In the aftermath, he nursed his beloved ship, cleaning and repairing its wounds with the gentle tenderness of a nurse caring for a patient.
That night, the U.S.S. San Francisco led an American fleet into battle with the Japanese, even though the U.S. fleet was outgunned and outnumbered. Keppler, and the young sailors who had escaped injury during the morning’s battle, followed the commands of Admiral Daniel J. Callaghan, and fed the guns while the coal-black sky burst with the fireworks of the enemy’s
rockets, and the explosions of crippling hits.
One of the strikes landed squarely on the navigation deck of the San Francisco, instantly killing the admiral and captain. Another ripped through the hangar, killing and maiming dozens of Keppler’s shipmates, and slicing the steel vessel into flying, shredding shards. The hangar erupted, and the fire spread like a cancer through the body of Keppler’s best friend. Flames of death licked at Keppler’s arms. Blood seeped from dozens of julienne slices on his body. A furnace of heat ripped air from his lungs. Most men would have abandoned ship then, purely by instinct. But not Keppler.
Ignoring the warm blood that ran down his arms, legs, and torso, Keppler dragged one of the ship’s hoses through the flames, like a surgeon expertly running a life-saving vein through the body of an injured soldier. Sweat mingled with his blood, and drenched his uniform. His weakening body slumped. Still, he battled on.
While naval brothers, buddies, and bunk mates moaned and pleaded for aid, Keppler forged ahead. He knew that the hangar contained the ship’s gas reserves and its stock of ammunition. If fire met gasoline, the ship would burst into oblivion, leaving its sailors to the anals of history. So he single-handedly battled the jumping flames, protecting his beloved vessel and all souls on board from certain demise. When reinforcements arrived, Keppler issued commands to his subordinates, then disappeared into the thick smoke. While the flames sizzled into steam, Keppler responded to the moans of his shipmates. Blood surged through his body and spurted from his injuries as he ran from comrade to comrade, knowing with relative certainty that his own life was drifting away with each beat of his pulsating heart. Still, he and the rest of the men who were able bandaged the wounded, carried friends to safety, and ensured them that help was coming. All the while, Keppler resisted all pleas to care for himself.

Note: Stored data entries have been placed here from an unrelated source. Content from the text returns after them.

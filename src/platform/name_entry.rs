//! Player name prompt
//!
//! Runs its own small loop over the platform until the player submits a
//! non-empty name or asks to quit.

use std::io;

use super::{FrameClock, InputEvent, InputSource, Key, Renderer};
use crate::Color;
use crate::sim::Arena;

const PROMPT: &str = "Enter your name:";

/// Line editor for the player's name
#[derive(Debug, Clone)]
pub struct NameEntry {
    buffer: String,
    max_len: usize,
}

impl NameEntry {
    /// Editor accepting at most `max_len` code points
    pub fn new(max_len: usize) -> Self {
        Self {
            buffer: String::new(),
            max_len,
        }
    }

    /// Text typed so far
    pub fn text(&self) -> &str {
        &self.buffer
    }

    /// Apply one key; returns the finished name when Enter submits it.
    ///
    /// Enter on an empty buffer and characters past the cap are ignored.
    pub fn handle_key(&mut self, key: Key) -> Option<String> {
        match key {
            Key::Enter if !self.buffer.is_empty() => return Some(self.buffer.clone()),
            Key::Backspace => {
                self.buffer.pop();
            }
            Key::Char(c) if !c.is_control() && self.buffer.chars().count() < self.max_len => {
                self.buffer.push(c);
            }
            _ => {}
        }
        None
    }

    /// Prompt until a name is submitted. `Ok(None)` means the player quit.
    pub fn run<P, C>(
        mut self,
        platform: &mut P,
        clock: &mut C,
        arena: &Arena,
    ) -> io::Result<Option<String>>
    where
        P: Renderer + InputSource,
        C: FrameClock,
    {
        loop {
            for event in platform.poll_events()? {
                match event {
                    InputEvent::Quit => return Ok(None),
                    InputEvent::Key(key) => {
                        if let Some(name) = self.handle_key(key) {
                            log::info!("Player name entered: {:?}", name);
                            return Ok(Some(name));
                        }
                    }
                }
            }

            self.draw(platform, arena)?;
            clock.wait_for_next_frame();
        }
    }

    fn draw<R: Renderer>(&self, renderer: &mut R, arena: &Arena) -> io::Result<()> {
        let cx = arena.center_x();
        let cy = arena.center_y();
        renderer.clear();
        renderer.draw_text_centered(PROMPT, cx, cy - 50.0, Color::WHITE);
        renderer.draw_text_centered(&self.buffer, cx, cy, Color::WHITE);
        renderer.present()
    }
}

Finally, when he couldn’t go on, he collapsed. At 24, he took his final breath. All had given some that night, but Keppler had given all, to save his fellow sailors, and above all, his best friend—the ship that had carried him for two years, the ship that had become his home and his career—the U.S.S. San Francisco.
None of us will ever understand the commitment that a sailor gives to his shipmates or his ship. But maybe, because of stories like Keppler’s, we will show unending respect to those who do.
The scene described above was painted in captivating detail by author Paul Gallico, in a March 1944 article written for Esquire magazine. The article accompanied a painting that was also commissioned by the magazine, and was painted by Falls City native son, John Falter.
The Death of a Soldier will be on display in the Stalder Gallery of the Falls City Library and Arts Center from Nov. 11 through Dec. 31, along with six other original Falter paintings that were commissioned during WWII. An art opening will be held on the first night, (which is Veterans Day), at seven p.m, and will feature a gallery talk by Dr. Adrian Lewis, a professor at KU, and one of the most renowned WWII scholars in America. The doors will open at 6 p.m. for gallery viewing.
The event is free and open to the public. It is sponsored by the Richardson County Arts and Humanities Council, with help from the Richardson County Visitors Committee.